India has emerged as one of the top three choices for overseas investments in the next 2-3 years, according to the FDI survey released by the Confederation of Indian Industry (CII), in association with EY. The CII-EY FDI survey on the theme, ‘How can India step up its game?” has been brought out to gauge the market sentiment amongst the Indian as well as non-Indian MNCs.
According to the survey, more than two-thirds of the MNC respondents, India is the number one choice for future investments. 25% of the respondents, who represent non-Indian HQ MNCs, view India as the first choice for future investments. The survey shows that more than 80% of all the respondents and 71% of the non-Indian headquartered respondents plan to make investments globally in the next 2-3 years. About 30% of companies are planning to invest more than USD 500 million.

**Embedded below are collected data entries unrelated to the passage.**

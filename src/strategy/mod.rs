pub mod ma_trend;
pub mod rsi_reversion;

use crate::indicator::EnrichedCandle;
use crate::model::signal::Signal;

/// A signal policy: a pure per-row mapping from enriched candles to signals.
pub trait Strategy {
    fn name(&self) -> &'static str;

    fn evaluate(&self, row: &EnrichedCandle) -> Signal;
}

/// Produce one signal per row.
///
/// Strategies never mutate the table, so several strategies can be evaluated
/// over the same rows independently.
pub fn signals(strategy: &dyn Strategy, rows: &[EnrichedCandle]) -> Vec<Signal> {
    rows.iter().map(|row| strategy.evaluate(row)).collect()
}
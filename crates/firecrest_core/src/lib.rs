//! # Firecrest Core
//!
//! Value types shared by every Firecrest crate:
//! - [`Vec2`] pixel positions and sizes
//! - [`Rect`] hit-testing and clip regions
//! - [`Color`] RGBA colors
//! - [`Tracked`] change detection on assignment
//!
//! ## Coordinate System
//!
//! ```text
//!   y
//!   ^
//!   |   +---------+ (x + width, y + height)
//!   |   |  Rect   |
//!   |   +---------+
//!   |  (x, y)
//!   +------------------> x
//! ```
//!
//! All geometry is y-up with the origin at the bottom-left corner of the
//! window, matching the convention of the graphics backend.

#![warn(missing_docs)]
#![deny(unsafe_code)]
#![deny(clippy::all)]
#![warn(clippy::pedantic)]
#![deny(clippy::perf)]

pub mod color;
pub mod math;
pub mod rect;
pub mod tracked;

pub use color::Color;
pub use math::{map, Vec2};
pub use rect::Rect;
pub use tracked::Tracked;
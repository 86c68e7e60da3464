//! # UI Error Types
//!
//! Failures that a caller can act on. Focus and capture edge cases are not
//! errors; they are reported through boolean results.

use crate::element::ElementId;
use std::path::PathBuf;
use thiserror::Error;

/// Errors that can occur while building or configuring a UI.
#[derive(Error, Debug, Clone, PartialEq, Eq)]
pub enum UiError {
    /// The element does not exist (never created, or already removed).
    #[error("element not found: {0:?}")]
    ElementNotFound(ElementId),

    /// A child was created under an element that has no layout.
    #[error("element {0:?} is not a container")]
    NotAContainer(ElementId),

    /// The tree root lives as long as the tree itself.
    #[error("the root element cannot be removed")]
    RootRemoval,

    /// A backing resource (font glyph table, config file) could not be loaded.
    #[error("failed to load resource {path}: {reason}")]
    ResourceLoad {
        /// Path of the resource.
        path: PathBuf,
        /// What went wrong.
        reason: String,
    },

    /// Invalid configuration file.
    #[error("invalid configuration: {0}")]
    InvalidConfig(String),
}

/// Result type for UI operations.
pub type UiResult<T> = Result<T, UiError>;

About 50% of respondents see India amongst the top three economies or leading manufacturing destinations of the world by 2025. The respondents have pinned down market potential, skilled workforce, and political stability as the top three reasons to make India their favoured destination. Other key factors which contribute to the attractiveness of India as an investment destination include cheap labour availability, policy reforms, and availability of raw materials.
Recent reforms in the country such as corporate tax cuts, Ease of Doing Business measures, simplification of labour laws, FDI reforms, and focus on human capital have emerged as the top drivers for fresh investments. Non-Indian HQ MNCs have also opined that major investment in infrastructure and 100 Smart cities, as well as financial sector reforms, will also help in establishing India as a favourable destination for FDI.
“The CII-EY survey results strongly indicate that India will be the next global investment hotspot with a high proportion of MNCs placing it at the top of their investment agenda. The recent major structural reforms, proactive Government processes and the quick pickup in economic activity following Unlock measures are contributing to global investor interest,” said Mr Chandrajit Banerjee, Director General, CII.
For 40% of the non-Indian HQ companies, effective implementation of labour laws and FDI reforms are very significant, while 52% of the Indian HQ companies believe corporate tax rate reduction would be the prime mover of future investments.
The survey has also brought out some key recommendations sought by the respondents. Infrastructure development, faster clearances, and proper implementation of the improved labour laws and labour availability as the top three issues that the companies want the government to focus on, followed by R&D and innovation, and tax reforms.
In terms of Trade Policy reforms, investors would like to see a faster turnaround time for exports and imports, improved cargo handling, and trade facilitation measures to be in place.
The survey assesses India’s competitiveness in terms of key parameters and analyses whether India is likely to be the “+1” jurisdiction for those seeking to relocate investments or making fresh investments.